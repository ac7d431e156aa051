//! Embedder collaborator.
//!
//! Turns text into a fixed-length vector.  Reverie only ever compares
//! embeddings produced by the same embedder, so any model works as long as its
//! dimension stays constant for the lifetime of an index.
//!
//! - [`Embedder`] – the trait every embedder must implement.
//! - [`HashEmbedder`] – deterministic, always-available token-hashing fallback
//!   with no semantic meaning beyond shared vocabulary.
//! - [`OllamaEmbedder`] – calls the `/api/embeddings` endpoint of a local
//!   [Ollama](https://ollama.com) server.

use async_trait::async_trait;
use reverie_types::ReverieError;
use serde::{Deserialize, Serialize};
use thiserror::Error;

/// Default dimension for [`HashEmbedder`].
pub const DEFAULT_HASH_DIMENSION: usize = 384;

/// Errors that can arise from embedding computation.
#[derive(Error, Debug)]
pub enum EmbedError {
    /// The HTTP request to the embedding server failed.
    #[error("HTTP error: {0}")]
    Http(#[from] reqwest::Error),
    /// The embedding server answered with something unusable.
    #[error("Unexpected response format: {0}")]
    BadResponse(String),
}

impl From<EmbedError> for ReverieError {
    fn from(e: EmbedError) -> Self {
        ReverieError::Embedder(e.to_string())
    }
}

#[async_trait]
pub trait Embedder: Send + Sync {
    /// Embed `text`.  Must return vectors of one fixed dimension.
    async fn embed(&self, text: &str) -> Result<Vec<f32>, EmbedError>;
}

// ─────────────────────────────────────────────────────────────────────────────
// HashEmbedder
// ─────────────────────────────────────────────────────────────────────────────

/// Feature-hashing embedder.
///
/// Each lower-cased alphanumeric token is hashed (FNV-1a) into one of
/// `dimension` buckets with a hash-derived sign; the resulting vector is
/// L2-normalised.  Identical text always yields an identical vector, and texts
/// sharing vocabulary land close together.
#[derive(Debug, Clone)]
pub struct HashEmbedder {
    dimension: usize,
}

impl HashEmbedder {
    /// `dimension` is raised to at least 1.
    pub fn new(dimension: usize) -> Self {
        Self {
            dimension: dimension.max(1),
        }
    }

    pub fn dimension(&self) -> usize {
        self.dimension
    }

    /// Synchronous embedding; the async trait method delegates here.
    pub fn embed_text(&self, text: &str) -> Vec<f32> {
        let mut v = vec![0.0f32; self.dimension];
        for token in text
            .split(|c: char| !c.is_alphanumeric())
            .filter(|t| !t.is_empty())
        {
            let h = fnv1a(token.to_lowercase().as_bytes());
            let bucket = (h % self.dimension as u64) as usize;
            let sign = if (h >> 63) & 1 == 0 { 1.0 } else { -1.0 };
            v[bucket] += sign;
        }
        let norm = v.iter().map(|x| x * x).sum::<f32>().sqrt();
        if norm > 0.0 {
            for x in &mut v {
                *x /= norm;
            }
        }
        v
    }
}

impl Default for HashEmbedder {
    fn default() -> Self {
        Self::new(DEFAULT_HASH_DIMENSION)
    }
}

#[async_trait]
impl Embedder for HashEmbedder {
    async fn embed(&self, text: &str) -> Result<Vec<f32>, EmbedError> {
        Ok(self.embed_text(text))
    }
}

fn fnv1a(bytes: &[u8]) -> u64 {
    const OFFSET: u64 = 0xcbf2_9ce4_8422_2325;
    const PRIME: u64 = 0x0000_0100_0000_01b3;
    bytes
        .iter()
        .fold(OFFSET, |h, b| (h ^ u64::from(*b)).wrapping_mul(PRIME))
}

// ─────────────────────────────────────────────────────────────────────────────
// OllamaEmbedder
// ─────────────────────────────────────────────────────────────────────────────

#[derive(Serialize)]
struct EmbeddingRequest<'a> {
    model: &'a str,
    prompt: &'a str,
}

#[derive(Deserialize)]
struct EmbeddingResponse {
    embedding: Vec<f32>,
}

/// An async client for Ollama's `/api/embeddings` endpoint.
///
/// Construct once and reuse; the underlying HTTP client pools connections.
pub struct OllamaEmbedder {
    base_url: String,
    model: String,
    client: reqwest::Client,
}

impl OllamaEmbedder {
    /// Create a new embedder pointing at `base_url` (e.g.
    /// `"http://localhost:11434"`) and using `model` (e.g.
    /// `"nomic-embed-text"`).
    pub fn new(base_url: impl Into<String>, model: impl Into<String>) -> Self {
        Self {
            base_url: base_url.into(),
            model: model.into(),
            client: reqwest::Client::new(),
        }
    }

    pub fn model(&self) -> &str {
        &self.model
    }
}

#[async_trait]
impl Embedder for OllamaEmbedder {
    async fn embed(&self, text: &str) -> Result<Vec<f32>, EmbedError> {
        let url = format!("{}/api/embeddings", self.base_url.trim_end_matches('/'));
        let body = EmbeddingRequest {
            model: &self.model,
            prompt: text,
        };
        let response: EmbeddingResponse = self
            .client
            .post(&url)
            .json(&body)
            .send()
            .await?
            .error_for_status()?
            .json()
            .await?;
        if response.embedding.is_empty() {
            return Err(EmbedError::BadResponse("empty embedding".into()));
        }
        Ok(response.embedding)
    }
}

// ─────────────────────────────────────────────────────────────────────────────
// Tests
// ─────────────────────────────────────────────────────────────────────────────

#[cfg(test)]
mod tests {
    use super::*;
    use reverie_types::cosine_similarity;

    #[test]
    fn identical_text_is_identical_vector() {
        let e = HashEmbedder::default();
        let a = e.embed_text("Python is great");
        let b = e.embed_text("Python is great");
        assert_eq!(a, b);
        assert!((cosine_similarity(&a, &b) - 1.0).abs() < 1e-6);
    }

    #[test]
    fn case_and_punctuation_do_not_matter() {
        let e = HashEmbedder::default();
        let a = e.embed_text("Python is great!");
        let b = e.embed_text("python IS great");
        assert!((cosine_similarity(&a, &b) - 1.0).abs() < 1e-6);
    }

    #[test]
    fn shared_vocabulary_scores_higher() {
        let e = HashEmbedder::default();
        let q = e.embed_text("rust borrow checker");
        let near = e.embed_text("the rust borrow checker rejects this");
        let far = e.embed_text("banana bread recipe");
        assert!(cosine_similarity(&q, &near) > cosine_similarity(&q, &far));
    }

    #[test]
    fn dimension_is_fixed_and_unit_norm() {
        let e = HashEmbedder::new(64);
        let v = e.embed_text("a few words here");
        assert_eq!(v.len(), 64);
        let norm = v.iter().map(|x| x * x).sum::<f32>().sqrt();
        assert!((norm - 1.0).abs() < 1e-5);
    }

    #[test]
    fn empty_text_is_zero_vector() {
        let v = HashEmbedder::new(8).embed_text("   ");
        assert!(v.iter().all(|x| *x == 0.0));
    }

    #[test]
    fn zero_dimension_is_raised() {
        assert_eq!(HashEmbedder::new(0).dimension(), 1);
    }

    #[tokio::test]
    async fn trait_object_embeds() {
        let e: Box<dyn Embedder> = Box::new(HashEmbedder::new(16));
        assert_eq!(e.embed("hello").await.unwrap().len(), 16);
    }

    #[tokio::test]
    async fn unreachable_ollama_is_http_error() {
        let e = OllamaEmbedder::new("http://127.0.0.1:9", "nomic-embed-text");
        let err = e.embed("hello").await.unwrap_err();
        assert!(matches!(err, EmbedError::Http(_)));
    }
}
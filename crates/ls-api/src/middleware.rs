//! litscope/crates/ls-api/src/middleware.rs
//!
//! Shared tower layers for logging and traffic control.

use std::time::Duration;

use axum::http::Method;
use tower_http::cors::{Any, CorsLayer};
use tower_http::trace::{HttpMakeClassifier, TraceLayer};

/// Request/response tracing with the standard HTTP classifier.
pub fn trace_layer() -> TraceLayer<HttpMakeClassifier> {
    TraceLayer::new_for_http()
}

// Configures CORS (Cross-Origin Resource Sharing).
// Important if the UI and API ever live on different subdomains.
pub fn cors_policy() -> CorsLayer {
    CorsLayer::new()
        .allow_origin(Any)
        .allow_methods([
            Method::GET,
            Method::POST,
            Method::PUT,
            Method::PATCH,
            Method::DELETE,
        ])
        .allow_headers(Any)
        .max_age(Duration::from_secs(3600))
}
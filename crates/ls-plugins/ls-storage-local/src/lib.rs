//! # ls-storage-local
//!
//! Local filesystem implementation of `ImageStore`. Objects are written
//! verbatim under the configured root and served back through a static URL
//! prefix; the caller owns key construction (and therefore collision
//! behavior: re-using a key overwrites).

use std::path::{Component, Path, PathBuf};

use anyhow::{bail, Context};
use async_trait::async_trait;
use tokio::fs;
use tracing::debug;

use ls_core::traits::ImageStore;

pub struct LocalImageStore {
    /// Root directory for all uploads (e.g., "./data/uploads")
    root_path: PathBuf,
    /// Public URL prefix (e.g., "/static/uploads")
    url_prefix: String,
}

impl LocalImageStore {
    pub fn new(root: PathBuf, url_prefix: String) -> Self {
        Self {
            root_path: root,
            url_prefix,
        }
    }
}

#[async_trait]
impl ImageStore for LocalImageStore {
    async fn upload(&self, key: &str, bytes: Vec<u8>) -> anyhow::Result<String> {
        let relative = Path::new(key);
        // Keys come from application code, but never let one escape the root.
        if relative
            .components()
            .any(|c| !matches!(c, Component::Normal(_)))
        {
            bail!("invalid object key: {key}");
        }
        let target = self.root_path.join(relative);
        let parent = target
            .parent()
            .context("object key resolved to the storage root")?;
        fs::create_dir_all(parent).await?;
        fs::write(&target, &bytes).await?;
        debug!(key, size = bytes.len(), "stored upload");
        Ok(format!("{}/{key}", self.url_prefix))
    }
}
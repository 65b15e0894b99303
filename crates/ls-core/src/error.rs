//! # AppError
//!
//! Centralized error handling for the LitScope ecosystem.
//! Maps domain-specific failures to actionable error types.

use thiserror::Error;

/// The primary error type for all ls-core operations.
#[derive(Error, Debug)]
pub enum AppError {
    /// Resource not found (e.g., Club, Thread, Comment)
    #[error("{0} not found with ID {1}")]
    NotFound(String, String),

    /// Bad credentials or an unverified email at sign-in
    #[error("authentication rejected: {0}")]
    AuthRejected(String),

    /// Club operation attempted by a non-member
    #[error("not a member: {0}")]
    NotMember(String),

    /// Acting on another user's resource (edit/delete without authorship)
    #[error("forbidden: {0}")]
    Forbidden(String),

    /// Join request from a user who already belongs to the club
    #[error("already a member: {0}")]
    AlreadyMember(String),

    /// Conditional update lost its version race too many times
    #[error("conflict: {0}")]
    Conflict(String),

    /// Validation failure (e.g., empty content, bad date string)
    #[error("validation error: {0}")]
    Validation(String),

    /// Infrastructure failure (store adapter, object store)
    #[error("internal service error: {0}")]
    Internal(String),
}

impl From<anyhow::Error> for AppError {
    fn from(err: anyhow::Error) -> Self {
        AppError::Internal(err.to_string())
    }
}

/// A specialized Result type for LitScope logic.
pub type Result<T> = std::result::Result<T, AppError>;
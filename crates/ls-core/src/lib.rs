//! litscope/crates/ls-core/src/lib.rs
//!
//! The central domain models and interface definitions for LitScope.

pub mod error;
pub mod models;
pub mod traits;

// Re-exporting for easier access in other crates
pub use error::*;
pub use models::*;
pub use traits::*;

#[cfg(test)]
mod tests {
    use super::models::*;
    use uuid::Uuid;

    #[test]
    fn test_thread_creation_v7() {
        let id = Uuid::now_v7();
        let thread = Thread {
            id,
            club_id: Uuid::now_v7(),
            author_id: "uid-42".to_string(),
            author_name: "Ada".to_string(),
            content: "Hello Rust!".to_string(),
            created_at: chrono::Utc::now(),
            edited: false,
            likes: 0,
            liked_by: vec![],
            comments: vec![],
        };
        assert_eq!(thread.id, id);
        assert_eq!(thread.likes as usize, thread.liked_by.len());
    }

    #[test]
    fn test_club_membership_counts_founder() {
        let club = Club {
            id: Uuid::now_v7(),
            name: "Sci-Fi Circle".into(),
            description: "Weekly reads".into(),
            is_public: true,
            created_by: "founder".into(),
            created_at: chrono::Utc::now(),
            updated_at: None,
            // Legacy document shape: founder missing from members
            members: vec!["reader-1".into()],
            member_count: 1,
            pending_requests: vec![],
            image_url: None,
        };
        assert!(club.has_member("founder"));
        assert!(club.has_member("reader-1"));
        assert!(!club.has_member("stranger"));
    }
}
//! Discussion scenarios across two live subscribers: ordering, likes, and
//! id-addressed comments under interleaved mutations.

use chrono::Utc;

use integration_tests::app_state;
use ls_core::models::SessionUser;
use ls_core::traits::ThreadStore;
use ls_sync::NewClubInput;

fn user(uid: &str, name: &str) -> SessionUser {
    SessionUser {
        uid: uid.into(),
        email: format!("{uid}@example.com"),
        display_name: name.into(),
        email_verified: true,
        created_at: Utc::now(),
    }
}

#[tokio::test]
async fn thread_feed_stays_in_sync_across_subscribers() {
    let (state, _, _) = app_state();
    let founder = user("founder", "Ada");

    let club = state
        .directory
        .create_club(
            &founder,
            NewClubInput {
                name: "Serial Readers".into(),
                description: "One thread per chapter".into(),
                is_public: true,
            },
            None,
        )
        .await
        .unwrap();

    let poster = state.discussion(club.id);
    let watcher = state.discussion(club.id);
    let mut feed = watcher.subscribe();

    let first = poster.post_thread(&founder, "Chapter 1").await.unwrap();
    feed.changed().await.unwrap();
    feed.borrow_and_update();
    let second = poster.post_thread(&founder, "Chapter 2").await.unwrap();
    feed.changed().await.unwrap();

    // Newest first, on the watcher's side too.
    let snapshot = feed.borrow_and_update().clone();
    let ids: Vec<_> = snapshot.iter().map(|t| t.id).collect();
    assert_eq!(ids, vec![second.id, first.id]);

    // An edit re-publishes the whole list with the edited flag set.
    poster
        .edit_thread(first.id, "founder", "Chapter 1 (revised)")
        .await
        .unwrap();
    feed.changed().await.unwrap();
    let snapshot = feed.borrow_and_update().clone();
    let edited = snapshot.iter().find(|t| t.id == first.id).unwrap();
    assert!(edited.edited);
    assert_eq!(edited.content, "Chapter 1 (revised)");
}

#[tokio::test]
async fn likes_and_comments_from_two_clients_converge() {
    let (state, store, _) = app_state();
    let founder = user("founder", "Ada");
    let reader = user("reader", "Grace");

    let club = state
        .directory
        .create_club(
            &founder,
            NewClubInput {
                name: "Debate Club".into(),
                description: "Strong opinions".into(),
                is_public: true,
            },
            None,
        )
        .await
        .unwrap();
    state
        .membership(club.id)
        .request_join("reader", "Grace")
        .await
        .unwrap();
    state
        .membership(club.id)
        .respond_to_request("reader", true)
        .await
        .unwrap();

    let side_a = state.discussion(club.id);
    let side_b = state.discussion(club.id);
    let thread = side_a.post_thread(&founder, "Hot take").await.unwrap();

    // Two users like concurrently; the count equals the set size.
    let (a, b) = tokio::join!(
        side_a.toggle_like(thread.id, "founder"),
        side_b.toggle_like(thread.id, "reader"),
    );
    a.unwrap();
    b.unwrap();
    let stored = store.get_thread(thread.id).await.unwrap().unwrap();
    assert_eq!(stored.doc.likes, 2);
    assert_eq!(stored.doc.likes as usize, stored.doc.liked_by.len());

    // Comments from both sides keep their identity: deleting one client's
    // comment never shifts the other's edit onto the wrong entry.
    let from_a = side_a
        .add_comment(thread.id, &founder, "First!")
        .await
        .unwrap();
    let from_b = side_b
        .add_comment(thread.id, &reader, "Counterpoint")
        .await
        .unwrap();

    side_a.delete_comment(thread.id, from_a.id, "founder").await.unwrap();
    side_b
        .edit_comment(thread.id, from_b.id, "reader", "Counterpoint, refined")
        .await
        .unwrap();

    let stored = store.get_thread(thread.id).await.unwrap().unwrap();
    assert_eq!(stored.doc.comments.len(), 1);
    assert_eq!(stored.doc.comments[0].id, from_b.id);
    assert_eq!(stored.doc.comments[0].content, "Counterpoint, refined");
}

================

:: PROBLEM ::
Starting at the line with "pub fn cors_policy()" and ending at the line with "let relative = Path::new(key);", print each line of the listing above exactly, with no other lines.

:: ANSWER TO THIS TASK ::
pub fn cors_policy() -> CorsLayer {
    CorsLayer::new()
        .allow_origin(Any)
        .allow_methods([
            Method::GET,
            Method::POST,
            Method::PUT,
            Method::PATCH,
            Method::DELETE,
        ])
        .allow_headers(Any)
        .max_age(Duration::from_secs(3600))
}
filename crates/ls-plugins/ls-storage-local/src/lib.rs
//! # ls-storage-local
//!
//! Local filesystem implementation of `ImageStore`. Objects are written
//! verbatim under the configured root and served back through a static URL
//! prefix; the caller owns key construction (and therefore collision
//! behavior: re-using a key overwrites).

use std::path::{Component, Path, PathBuf};

use anyhow::{bail, Context};
use async_trait::async_trait;
use tokio::fs;
use tracing::debug;

use ls_core::traits::ImageStore;

pub struct LocalImageStore {
    /// Root directory for all uploads (e.g., "./data/uploads")
    root_path: PathBuf,
    /// Public URL prefix (e.g., "/static/uploads")
    url_prefix: String,
}

impl LocalImageStore {
    pub fn new(root: PathBuf, url_prefix: String) -> Self {
        Self {
            root_path: root,
            url_prefix,
        }
    }
}

#[async_trait]
impl ImageStore for LocalImageStore {
    async fn upload(&self, key: &str, bytes: Vec<u8>) -> anyhow::Result<String> {
        let relative = Path::new(key);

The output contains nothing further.